**Task item:** Transcribe the entries below exactly as they appear.

Supplied data START

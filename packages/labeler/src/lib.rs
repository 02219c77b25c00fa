#![cfg_attr(feature = "fail-on-warnings", deny(warnings))]
#![warn(clippy::all, clippy::pedantic, clippy::nursery, clippy::cargo)]
#![allow(clippy::multiple_crate_versions, clippy::cargo_common_metadata)]

//! On-demand fog labeling.
//!
//! A request for a camera's label is served from the label store when a
//! recent enough label exists, and otherwise generated on the spot:
//!
//! ```text
//! lookup camera -> cache check -> fetch image -> assess fog -> upload image -> insert label
//! ```
//!
//! Upstream failures (camera image, vision model) degrade to an
//! [`Provenance::Unavailable`] result. Store and persistence failures are
//! errors.

pub mod cache;
pub mod config;
pub mod orchestrator;
pub mod setup;

use karlcam_database::StoreError;
use karlcam_database_models::Label;
use thiserror::Error;

pub use cache::LabelCache;
pub use config::LabelerConfig;
pub use orchestrator::Labeler;

/// Errors surfaced to callers of the labeler.
#[derive(Debug, Error)]
pub enum LabelError {
    /// No active camera has this id.
    #[error("Camera not found: {camera_id}")]
    CameraNotFound {
        /// The requested id.
        camera_id: String,
    },

    /// The label store could not be read, so freshness is unknown.
    #[error("Label store unavailable: {0}")]
    StoreUnavailable(#[source] StoreError),

    /// A fresh assessment could not be stored.
    #[error("Failed to persist label: {message}")]
    Persistence {
        /// What failed.
        message: String,
    },
}

/// Where a [`LabelResult`] came from.
#[derive(Debug, Clone, Copy, PartialEq, Eq)]
pub enum Provenance {
    /// A stored label inside the freshness window.
    Cache,
    /// Generated and stored during this request.
    Fresh,
    /// No current label and none could be generated.
    Unavailable,
}

/// Outcome of [`Labeler::get_label`].
#[derive(Debug, Clone, PartialEq)]
pub struct LabelResult {
    /// How the label was obtained.
    pub provenance: Provenance,
    /// The label; `None` exactly when `provenance` is
    /// [`Provenance::Unavailable`].
    pub label: Option<Label>,
}

impl LabelResult {
    /// A cache hit.
    #[must_use]
    pub const fn cached(label: Label) -> Self {
        Self {
            provenance: Provenance::Cache,
            label: Some(label),
        }
    }

    /// A freshly generated label.
    #[must_use]
    pub const fn fresh(label: Label) -> Self {
        Self {
            provenance: Provenance::Fresh,
            label: Some(label),
        }
    }

    /// No label available.
    #[must_use]
    pub const fn unavailable() -> Self {
        Self {
            provenance: Provenance::Unavailable,
            label: None,
        }
    }
}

Supplied data END

**Response:**
filename packages/labeler/src/lib.rs
repository 02219c77b25c00fa
#![cfg_attr(feature = "fail-on-warnings", deny(warnings))]
#![warn(clippy::all, clippy::pedantic, clippy::nursery, clippy::cargo)]
#![allow(clippy::multiple_crate_versions, clippy::cargo_common_metadata)]

//! On-demand fog labeling.
//!
//! A request for a camera's label is served from the label store when a
//! recent enough label exists, and otherwise generated on the spot:
//!
//! ```text
//! lookup camera -> cache check -> fetch image -> assess fog -> upload image -> insert label
//! ```
//!
//! Upstream failures (camera image, vision model) degrade to an
//! [`Provenance::Unavailable`] result. Store and persistence failures are
//! errors.

pub mod cache;
pub mod config;
pub mod orchestrator;
pub mod setup;

use karlcam_database::StoreError;
use karlcam_database_models::Label;
use thiserror::Error;

pub use cache::LabelCache;
pub use config::LabelerConfig;
pub use orchestrator::Labeler;

/// Errors surfaced to callers of the labeler.
#[derive(Debug, Error)]
pub enum LabelError {
    /// No active camera has this id.
    #[error("Camera not found: {camera_id}")]
    CameraNotFound {
        /// The requested id.
        camera_id: String,
    },

    /// The label store could not be read, so freshness is unknown.
    #[error("Label store unavailable: {0}")]
    StoreUnavailable(#[source] StoreError),

    /// A fresh assessment could not be stored.
    #[error("Failed to persist label: {message}")]
    Persistence {
        /// What failed.
        message: String,
    },
}

/// Where a [`LabelResult`] came from.
#[derive(Debug, Clone, Copy, PartialEq, Eq)]
pub enum Provenance {
    /// A stored label inside the freshness window.
    Cache,
    /// Generated and stored during this request.
    Fresh,
    /// No current label and none could be generated.
    Unavailable,
}

/// Outcome of [`Labeler::get_label`].
#[derive(Debug, Clone, PartialEq)]
pub struct LabelResult {
    /// How the label was obtained.
    pub provenance: Provenance,
    /// The label; `None` exactly when `provenance` is
    /// [`Provenance::Unavailable`].
    pub label: Option<Label>,
}

impl LabelResult {
    /// A cache hit.
    #[must_use]
    pub const fn cached(label: Label) -> Self {
        Self {
            provenance: Provenance::Cache,
            label: Some(label),
        }
    }

    /// A freshly generated label.
    #[must_use]
    pub const fn fresh(label: Label) -> Self {
        Self {
            provenance: Provenance::Fresh,
            label: Some(label),
        }
    }

    /// No label available.
    #[must_use]
    pub const fn unavailable() -> Self {
        Self {
            provenance: Provenance::Unavailable,
            label: None,
        }
    }
}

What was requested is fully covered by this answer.